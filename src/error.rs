use thiserror::Error;

/// Failure of a single call to the reasoning oracle.
#[derive(Debug, Error)]
pub enum OracleError {
    #[error("oracle rate limited the request")]
    RateLimited,

    #[error("oracle request failed: {0}")]
    Transport(String),

    #[error("oracle API error ({status}): {message}")]
    Api { status: u16, message: String },

    #[error("oracle returned no content")]
    EmptyReply,
}

impl OracleError {
    pub fn is_rate_limited(&self) -> bool {
        matches!(self, OracleError::RateLimited)
    }
}

/// The oracle answered, but no usable JSON object could be pulled out of the reply.
#[derive(Debug, Error)]
pub enum ExtractionError {
    #[error("no JSON object found in oracle reply")]
    NoJsonObject,

    #[error("malformed JSON in oracle reply: {0}")]
    Malformed(#[from] serde_json::Error),
}

#[derive(Debug, Error)]
pub enum BrowserError {
    #[error("browser launch failed: {0}")]
    Launch(String),

    #[error("navigation failed: {0}")]
    Navigation(String),

    #[error("script evaluation failed: {0}")]
    Script(String),

    #[error("element not found: {0}")]
    ElementNotFound(String),

    #[error("timed out after {0:?}")]
    Timeout(std::time::Duration),

    #[error("browser session error: {0}")]
    Session(String),
}

#[derive(Debug, Error)]
pub enum AgentError {
    #[error(transparent)]
    Oracle(#[from] OracleError),

    #[error(transparent)]
    Extraction(#[from] ExtractionError),

    #[error(transparent)]
    Browser(#[from] BrowserError),

    #[error("agent gave up after {0} perception cycles without completing the form")]
    CycleBudgetExhausted(usize),
}
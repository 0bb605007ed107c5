use std::sync::Arc;

use tracing::{debug, info, warn};

use crate::brain::{Oracle, parse_reply};
use crate::dom::PageStateReader;
use crate::error::AgentError;
use crate::page::PageDriver;
use crate::types::{Command, ExecutionPlan, Intent, SECTION_CONTROL_SELECTOR, SUCCESS_MARKER};

const EXECUTION_PROMPT: &str = r#"CRITICAL: Return ONLY raw JSON. The response must start with { and end with }.

You translate one form action into exactly one browser command.
Pick a CSS selector that matches the right element in the page HTML below.

Reply with:
{"command": "click|fill|selectOption|waitForSelector", "selector": "exact_css_selector", "value": "value if needed", "reason": "why this command"}"#;

/// Turns intents into browser primitives.
///
/// The selector is re-derived from the current markup on every call, so a
/// re-rendered page never sees a stale selector.
pub struct ActionExecutor {
    page: Arc<dyn PageDriver>,
    reader: Arc<PageStateReader>,
    oracle: Arc<dyn Oracle>,
}

impl ActionExecutor {
    pub fn new(page: Arc<dyn PageDriver>, reader: Arc<PageStateReader>, oracle: Arc<dyn Oracle>) -> Self {
        Self {
            page,
            reader,
            oracle,
        }
    }

    pub async fn execute_one(&self, intent: Intent<'_>) -> Result<(), AgentError> {
        // the marker check must see the whole body, not the prompt budget
        let body = self.reader.body().await?;
        if body.contains(SUCCESS_MARKER) {
            info!("form already submitted, nothing to execute");
            return Ok(());
        }
        let markup = self.reader.fit(body);

        let prompt = format!(
            "{}\n\nAction to execute: {}\n\nCurrent page HTML:\n{}",
            EXECUTION_PROMPT,
            serde_json::to_string(&intent).unwrap_or_default(),
            markup
        );
        let reply = self.oracle.generate(&prompt).await?;
        let plan: ExecutionPlan = parse_reply(&reply)?;

        debug!(command = ?plan.command, selector = %plan.selector, reason = %plan.reason, "execution plan");
        self.run_plan(&plan).await
    }

    async fn run_plan(&self, plan: &ExecutionPlan) -> Result<(), AgentError> {
        let value = plan.value.as_deref().unwrap_or_default();
        match plan.command {
            Command::Click => self.page.click(&plan.selector).await?,
            Command::Fill => self.page.fill(&plan.selector, value).await?,
            Command::SelectOption => self.page.select_option(&plan.selector, value).await?,
            Command::WaitForSelector => self.page.wait_for_selector(&plan.selector).await?,
            Command::Unknown => warn!(selector = %plan.selector, "ignoring unknown command"),
        }
        Ok(())
    }

    /// Click the first section control whose text contains `name`.
    ///
    /// A missing or hidden control is logged, not raised.
    pub async fn open_section(&self, name: &str) -> Result<(), AgentError> {
        info!(section = name, "opening section");
        match self.page.locate_by_text(SECTION_CONTROL_SELECTOR, name).await? {
            Some(control) if control.visible => {
                self.page.click(&control.selector).await?;
                debug!(section = name, "clicked section control");
            }
            Some(_) => warn!(section = name, "section control is not visible"),
            None => warn!(section = name, "section control not found"),
        }
        Ok(())
    }
}
#![allow(dead_code)]

use std::collections::VecDeque;
use std::sync::Arc;
use std::sync::Mutex;
use std::sync::atomic::{AtomicUsize, Ordering};
use std::time::Duration;

use async_trait::async_trait;
use form_pilot::dom::{BODY_MARKUP_JS, PAGE_STATE_JS};
use form_pilot::types::ValueMapping;
use form_pilot::{BrowserError, Located, Oracle, OracleError, PageDriver, SessionFactory};
use serde_json::{Value, json};

#[derive(Debug, Clone, PartialEq, Eq)]
pub enum Op {
    Click(String),
    Fill(String, String),
    Select(String, String),
    Wait(String),
}

/// In-memory page: replays scripted snapshots and records every primitive.
#[derive(Default)]
pub struct FakePage {
    snapshots: Mutex<VecDeque<Value>>,
    last_snapshot: Mutex<Value>,
    markup: Mutex<String>,
    sections: Mutex<Vec<(String, bool)>>,
    ops: Mutex<Vec<Op>>,
    navigations: Mutex<Vec<String>>,
    locates: Mutex<Vec<String>>,
    nav_failures_left: AtomicUsize,
    captures: AtomicUsize,
    capture_delay: Mutex<Duration>,
}

impl FakePage {
    pub fn new(snapshots: Vec<Value>) -> Arc<Self> {
        let page = Self::default();
        *page.last_snapshot.lock().unwrap() = snapshots.last().cloned().unwrap_or(Value::Null);
        *page.snapshots.lock().unwrap() = snapshots.into();
        *page.markup.lock().unwrap() = "<form></form>".to_string();
        Arc::new(page)
    }

    /// A page whose very first snapshot already reports success.
    pub fn completed() -> Arc<Self> {
        Self::new(vec![snapshot(&[], &[], true)])
    }

    pub fn set_markup(&self, markup: &str) {
        *self.markup.lock().unwrap() = markup.to_string();
    }

    pub fn add_section_control(&self, name: &str, visible: bool) {
        self.sections.lock().unwrap().push((name.to_string(), visible));
    }

    pub fn fail_navigations(&self, count: usize) {
        self.nav_failures_left.store(count, Ordering::SeqCst);
    }

    /// Every snapshot takes `delay` before it returns.
    pub fn stall_captures(&self, delay: Duration) {
        *self.capture_delay.lock().unwrap() = delay;
    }

    pub fn ops(&self) -> Vec<Op> {
        self.ops.lock().unwrap().clone()
    }

    pub fn navigations(&self) -> Vec<String> {
        self.navigations.lock().unwrap().clone()
    }

    pub fn locates(&self) -> Vec<String> {
        self.locates.lock().unwrap().clone()
    }

    pub fn captures(&self) -> usize {
        self.captures.load(Ordering::SeqCst)
    }

    fn record(&self, op: Op) {
        self.ops.lock().unwrap().push(op);
    }
}

#[async_trait]
impl PageDriver for FakePage {
    async fn navigate(&self, url: &str, _timeout: Duration) -> Result<(), BrowserError> {
        self.navigations.lock().unwrap().push(url.to_string());
        let left = self.nav_failures_left.load(Ordering::SeqCst);
        if left > 0 {
            self.nav_failures_left.store(left - 1, Ordering::SeqCst);
            return Err(BrowserError::Navigation(format!("{} unreachable", url)));
        }
        Ok(())
    }

    async fn evaluate(&self, script: &str) -> Result<Value, BrowserError> {
        if script == PAGE_STATE_JS {
            self.captures.fetch_add(1, Ordering::SeqCst);
            let delay = *self.capture_delay.lock().unwrap();
            if !delay.is_zero() {
                tokio::time::sleep(delay).await;
            }
            let next = self.snapshots.lock().unwrap().pop_front();
            return Ok(next.unwrap_or_else(|| self.last_snapshot.lock().unwrap().clone()));
        }
        if script == BODY_MARKUP_JS {
            return Ok(Value::String(self.markup.lock().unwrap().clone()));
        }
        Ok(Value::Null)
    }

    async fn click(&self, selector: &str) -> Result<(), BrowserError> {
        self.record(Op::Click(selector.to_string()));
        Ok(())
    }

    async fn fill(&self, selector: &str, value: &str) -> Result<(), BrowserError> {
        self.record(Op::Fill(selector.to_string(), value.to_string()));
        Ok(())
    }

    async fn select_option(&self, selector: &str, value: &str) -> Result<(), BrowserError> {
        self.record(Op::Select(selector.to_string(), value.to_string()));
        Ok(())
    }

    async fn wait_for_selector(&self, selector: &str) -> Result<(), BrowserError> {
        self.record(Op::Wait(selector.to_string()));
        Ok(())
    }

    async fn locate_by_text(
        &self,
        _selector: &str,
        text: &str,
    ) -> Result<Option<Located>, BrowserError> {
        self.locates.lock().unwrap().push(text.to_string());
        Ok(self
            .sections
            .lock()
            .unwrap()
            .iter()
            .find(|(name, _)| name.contains(text))
            .map(|(name, visible)| Located {
                selector: format!("#section-{}", name),
                visible: *visible,
            }))
    }
}

/// Hands out the same fake page for every session.
pub struct FakeSessions {
    pub page: Arc<FakePage>,
    pub opened: AtomicUsize,
}

impl FakeSessions {
    pub fn new(page: Arc<FakePage>) -> Arc<Self> {
        Arc::new(Self {
            page,
            opened: AtomicUsize::new(0),
        })
    }
}

#[async_trait]
impl SessionFactory for FakeSessions {
    async fn open(&self) -> Result<Arc<dyn PageDriver>, BrowserError> {
        self.opened.fetch_add(1, Ordering::SeqCst);
        Ok(self.page.clone())
    }
}

/// Oracle with two reply queues: execution-plan prompts (which ask for a
/// `"command"`) and decision prompts (everything else).
///
/// An empty plan queue answers with a generic fill; an empty decision queue
/// fails the call.
#[derive(Default)]
pub struct ScriptedOracle {
    decisions: Mutex<VecDeque<Result<String, OracleError>>>,
    plans: Mutex<VecDeque<String>>,
    decision_prompts: Mutex<Vec<String>>,
    plan_prompts: Mutex<Vec<String>>,
}

impl ScriptedOracle {
    pub fn new() -> Arc<Self> {
        Arc::new(Self::default())
    }

    pub fn decide(&self, reply: &str) -> &Self {
        self.decisions.lock().unwrap().push_back(Ok(reply.to_string()));
        self
    }

    pub fn decide_err(&self, error: OracleError) -> &Self {
        self.decisions.lock().unwrap().push_back(Err(error));
        self
    }

    pub fn plan(&self, reply: &str) -> &Self {
        self.plans.lock().unwrap().push_back(reply.to_string());
        self
    }

    pub fn decision_prompts(&self) -> Vec<String> {
        self.decision_prompts.lock().unwrap().clone()
    }

    pub fn plan_prompts(&self) -> Vec<String> {
        self.plan_prompts.lock().unwrap().clone()
    }
}

#[async_trait]
impl Oracle for ScriptedOracle {
    async fn generate(&self, prompt: &str) -> Result<String, OracleError> {
        if prompt.contains("\"command\"") {
            self.plan_prompts.lock().unwrap().push(prompt.to_string());
            let reply = self.plans.lock().unwrap().pop_front();
            return Ok(reply.unwrap_or_else(|| {
                r##"{"command":"fill","selector":"#field","value":"x","reason":"test"}"##.to_string()
            }));
        }

        self.decision_prompts.lock().unwrap().push(prompt.to_string());
        self.decisions
            .lock()
            .unwrap()
            .pop_front()
            .unwrap_or_else(|| Err(OracleError::Transport("no scripted decision".into())))
    }
}

/// Build a page snapshot as the in-page script would report it.
/// `fields` are (name, value, visible); `sections` are (name, open).
pub fn snapshot(fields: &[(&str, &str, bool)], sections: &[(&str, bool)], completed: bool) -> Value {
    json!({
        "sections": sections
            .iter()
            .map(|(name, open)| json!({"name": name, "isOpen": open}))
            .collect::<Vec<_>>(),
        "visibleFields": fields
            .iter()
            .map(|(name, value, visible)| json!({
                "name": name,
                "type": "text",
                "value": value,
                "isVisible": visible,
            }))
            .collect::<Vec<_>>(),
        "formCompleted": completed,
    })
}

pub fn values(pairs: &[(&str, &str)]) -> ValueMapping {
    pairs
        .iter()
        .map(|(k, v)| (k.to_string(), v.to_string()))
        .collect()
}
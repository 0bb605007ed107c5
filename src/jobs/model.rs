use std::fmt;
use std::str::FromStr;

use chrono::{DateTime, Utc};
use serde::{Deserialize, Serialize};

use crate::types::ValueMapping;

/// Sequential job identifier, rendered as `job_<n>`.
#[derive(Debug, Clone, Copy, PartialEq, Eq, PartialOrd, Ord, Hash, Serialize, Deserialize)]
#[serde(into = "String", try_from = "String")]
pub struct JobId(pub u64);

impl fmt::Display for JobId {
    fn fmt(&self, f: &mut fmt::Formatter<'_>) -> fmt::Result {
        write!(f, "job_{}", self.0)
    }
}

impl FromStr for JobId {
    type Err = String;

    /// Accepts `job_7` as well as a bare `7`.
    fn from_str(s: &str) -> Result<Self, Self::Err> {
        let digits = s.strip_prefix("job_").unwrap_or(s);
        digits
            .parse()
            .map(JobId)
            .map_err(|_| format!("invalid job id: {}", s))
    }
}

impl From<JobId> for String {
    fn from(id: JobId) -> Self {
        id.to_string()
    }
}

impl TryFrom<String> for JobId {
    type Error = String;

    fn try_from(s: String) -> Result<Self, Self::Error> {
        s.parse()
    }
}

#[derive(Debug, Clone, Copy, PartialEq, Eq, Serialize, Deserialize)]
#[serde(rename_all = "lowercase")]
pub enum JobStatus {
    Pending,
    Running,
    Completed,
    Failed,
}

impl JobStatus {
    pub fn is_terminal(self) -> bool {
        matches!(self, JobStatus::Completed | JobStatus::Failed)
    }
}

#[derive(Debug, Clone, PartialEq, Serialize, Deserialize)]
#[serde(rename_all = "camelCase")]
pub struct JobResult {
    pub success: bool,
    pub fields_filled: usize,
    pub completion_time: DateTime<Utc>,
    #[serde(default, skip_serializing_if = "Option::is_none")]
    pub error: Option<String>,
}

impl JobResult {
    pub fn success(fields_filled: usize) -> Self {
        Self {
            success: true,
            fields_filled,
            completion_time: Utc::now(),
            error: None,
        }
    }

    pub fn failed(error: impl Into<String>) -> Self {
        Self {
            success: false,
            fields_filled: 0,
            completion_time: Utc::now(),
            error: Some(error.into()),
        }
    }
}

/// One request to run the agent against one URL.
#[derive(Debug, Clone, PartialEq, Serialize, Deserialize)]
#[serde(rename_all = "camelCase")]
pub struct Job {
    pub id: JobId,
    pub status: JobStatus,
    pub url: String,
    pub form_data: ValueMapping,
    #[serde(default, skip_serializing_if = "Option::is_none")]
    pub name: Option<String>,
    pub created_at: DateTime<Utc>,
    #[serde(default, skip_serializing_if = "Option::is_none")]
    pub started_at: Option<DateTime<Utc>>,
    #[serde(default, skip_serializing_if = "Option::is_none")]
    pub completed_at: Option<DateTime<Utc>>,
    #[serde(default, skip_serializing_if = "Option::is_none")]
    pub result: Option<JobResult>,
}

/// What a caller supplies to create a job.
#[derive(Debug, Clone, PartialEq, Serialize, Deserialize)]
#[serde(rename_all = "camelCase")]
pub struct NewJob {
    pub url: String,
    pub form_data: ValueMapping,
    #[serde(default)]
    pub name: Option<String>,
}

ACTIVITY:
Starting from the data above, filter for lines with "Some" and copy each one.

SOLUTION TO THIS PROBLEM:
            Some(control) if control.visible => {
            Some(_) => warn!(section = name, "section control is not visible"),
            error: Some(error.into()),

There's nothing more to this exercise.